Bay Area Council Members in Oakland Share Concerns, Solutions to Address Rampant Crime
With crime in Oakland hitting crisis levels, the Bay Area Council on Monday (Feb. 5) convened member companies from the city to share what they’re experiencing and discuss ways to stem the tide. Almost 70 representatives from many of Oakland’s largest employers offered harrowing tales, including one whose main offices were riddled with bullet fire during a recent gun fight and another who described how car thieves on an almost daily basis abandon stolen and stripped vehicles on train tracks, disrupting commercial and passenger rail service. With concerns about rising crime soaring in recent years, the Council’s Executive Committee has made public safety our top policy priority.
A recent San Francisco Chronicle story reported that violent incidents in Oakland in 2023 rose 21% compared with 2022, with robberies increasing 38% and burglaries jumping 23%. And several major employers who are Council members have recently announced extraordinary measures to keep their workers out of harm’s way, including advising workers to stay in offices for lunch and providing costly security escorts.
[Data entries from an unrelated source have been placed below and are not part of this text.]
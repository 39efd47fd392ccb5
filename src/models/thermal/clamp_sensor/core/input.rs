mod contact;
mod convection;
mod water;
mod wires;

pub use contact::Contact;
pub use convection::{AirConvection, ConvectionRegime};
pub use water::WaterProperties;
pub use wires::LeadWires;

use uom::si::f64::{Length, ThermodynamicTemperature};

/// Everything the model needs to know about one clamp-on installation.
///
/// Fields are plain quantities. Each is validated by the component that
/// consumes it, so an invalid field surfaces as a
/// [`ClampSensorError`](super::ClampSensorError) naming that field.
#[derive(Debug, Clone, Copy, PartialEq)]
pub struct ThermalInputs {
    pub temperatures: Temperatures,
    pub pipe: Pipe,
    pub contact: Contact,
    pub wires: LeadWires,
    pub convection: AirConvection,
    pub water: WaterProperties,
}

/// The two reservoir temperatures the sensor sits between.
#[derive(Debug, Clone, Copy, PartialEq)]
pub struct Temperatures {
    /// True temperature of the water in the pipe.
    pub water: ThermodynamicTemperature,

    /// Ambient air temperature around the sensor leads.
    pub air: ThermodynamicTemperature,
}

/// Pipe geometry seen by the flowing water.
#[derive(Debug, Clone, Copy, PartialEq)]
pub struct Pipe {
    /// Inner (wetted) diameter.
    pub inner_diameter: Length,
}
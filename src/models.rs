//! Public Twine models.
//!
//! # Model structure
//!
//! Each model lives in its own module and contains an internal `core` submodule
//! where the actual computation and domain logic lives. The `core` module is an
//! implementation detail; the parts callers need are re-exported by the model
//! module.
//!
//! The [`twine_core::Model`] implementation is a thin adapter that delegates to
//! the model-specific core API.

pub mod thermal;
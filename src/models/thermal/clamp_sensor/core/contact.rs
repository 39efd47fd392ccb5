//! Lumped conductance from the water to the sensor.
//!
//! The path is a planar series network per unit contact area:
//!
//! ```text
//! R = 1/h_i + t_r/k_r + t_p/k_p + σ·t_r/k_r
//! ```
//!
//! The last term penalizes the wall for lateral spreading under a small
//! contact spot. `K_w = S/R` scales the network by the contact footprint.

use std::ops::Deref;

use uom::si::f64::{HeatTransfer, ThermalConductance};

use crate::support::{
    constraint::{NonNegative, StrictlyPositive},
    units::AreaThermalResistance,
};

use super::{ClampSensorError, Contact};

/// Conductance between the water and the sensor node, `K_w`.
///
/// Always strictly positive.
#[derive(Debug, Clone, Copy, PartialEq, PartialOrd)]
pub struct WaterSideConductance(ThermalConductance);

impl Deref for WaterSideConductance {
    type Target = ThermalConductance;

    fn deref(&self) -> &Self::Target {
        &self.0
    }
}

/// Computes the unit-area resistance `R` from the water to the sensor face.
///
/// # Errors
///
/// Returns [`ClampSensorError::InvalidGeometry`] if the film coefficient,
/// wall thickness, or either conductivity is not strictly positive, or if the
/// layer thickness or spreading factor is negative.
pub fn unit_resistance(
    film: HeatTransfer,
    contact: &Contact,
) -> Result<AreaThermalResistance, ClampSensorError> {
    let film = StrictlyPositive::new(film)
        .map_err(ClampSensorError::geometry("film coefficient"))?
        .into_inner();
    let wall_thickness = StrictlyPositive::new(contact.wall_thickness)
        .map_err(ClampSensorError::geometry("wall thickness"))?
        .into_inner();
    let wall_conductivity = StrictlyPositive::new(contact.wall_conductivity)
        .map_err(ClampSensorError::geometry("wall conductivity"))?
        .into_inner();
    let layer_thickness = NonNegative::new(contact.layer_thickness)
        .map_err(ClampSensorError::geometry("contact layer thickness"))?
        .into_inner();
    let layer_conductivity = StrictlyPositive::new(contact.layer_conductivity)
        .map_err(ClampSensorError::geometry("contact layer conductivity"))?
        .into_inner();
    let spreading = NonNegative::new(contact.spreading_factor)
        .map_err(ClampSensorError::geometry("spreading factor"))?
        .into_inner();

    let convection: AreaThermalResistance = film.recip();
    let wall: AreaThermalResistance = wall_thickness / wall_conductivity;
    let layer: AreaThermalResistance = layer_thickness / layer_conductivity;

    Ok(convection + wall + layer + wall * spreading)
}

/// Computes the water-side conductance `K_w = S/R`.
///
/// # Errors
///
/// Returns [`ClampSensorError::InvalidGeometry`] if the contact area is not
/// strictly positive, or for any failure of [`unit_resistance`].
pub fn water_side_conductance(
    film: HeatTransfer,
    contact: &Contact,
) -> Result<WaterSideConductance, ClampSensorError> {
    let area = StrictlyPositive::new(contact.area)
        .map_err(ClampSensorError::geometry("contact area"))?
        .into_inner();
    let resistance = unit_resistance(film, contact)?;

    Ok(WaterSideConductance(area / resistance))
}
//! Thermal systems models.

pub mod clamp_sensor;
For beleaguered residents and businesses, Gov. Newsom delivered some very good news this week (Feb. 6) when he announced he is deploying an additional 120 California Highway Patrol officers to help the city restore order.
Members on Monday discussed a wide range of ideas for addressing Oakland crime, including keeping pressure on local elected leaders to prioritize public safety and dramatically bolster the city’s law enforcement response, and increasing communication and coordination among employers and local partner organizations like the Oakland Chamber of Commerce to share information and align advocacy and safety activities. At the suggestion of Council Board member and Valley Water CEO Rick Callender, who serves as president of the California/Hawaii NAACP, we welcomed Oakland NAACP President Cynthia Adams to share a Ten Point Plan the group released last September to make the city safer.
Input from the meeting was invaluable in informing the Council’s public safety work in Oakland. We will be sharing it with Oakland city leaders as we move quickly to develop a local strategy for addressing this issue. Among the Council’s efforts is launching a coordinated regional police recruitment campaign to address major staffing shortages.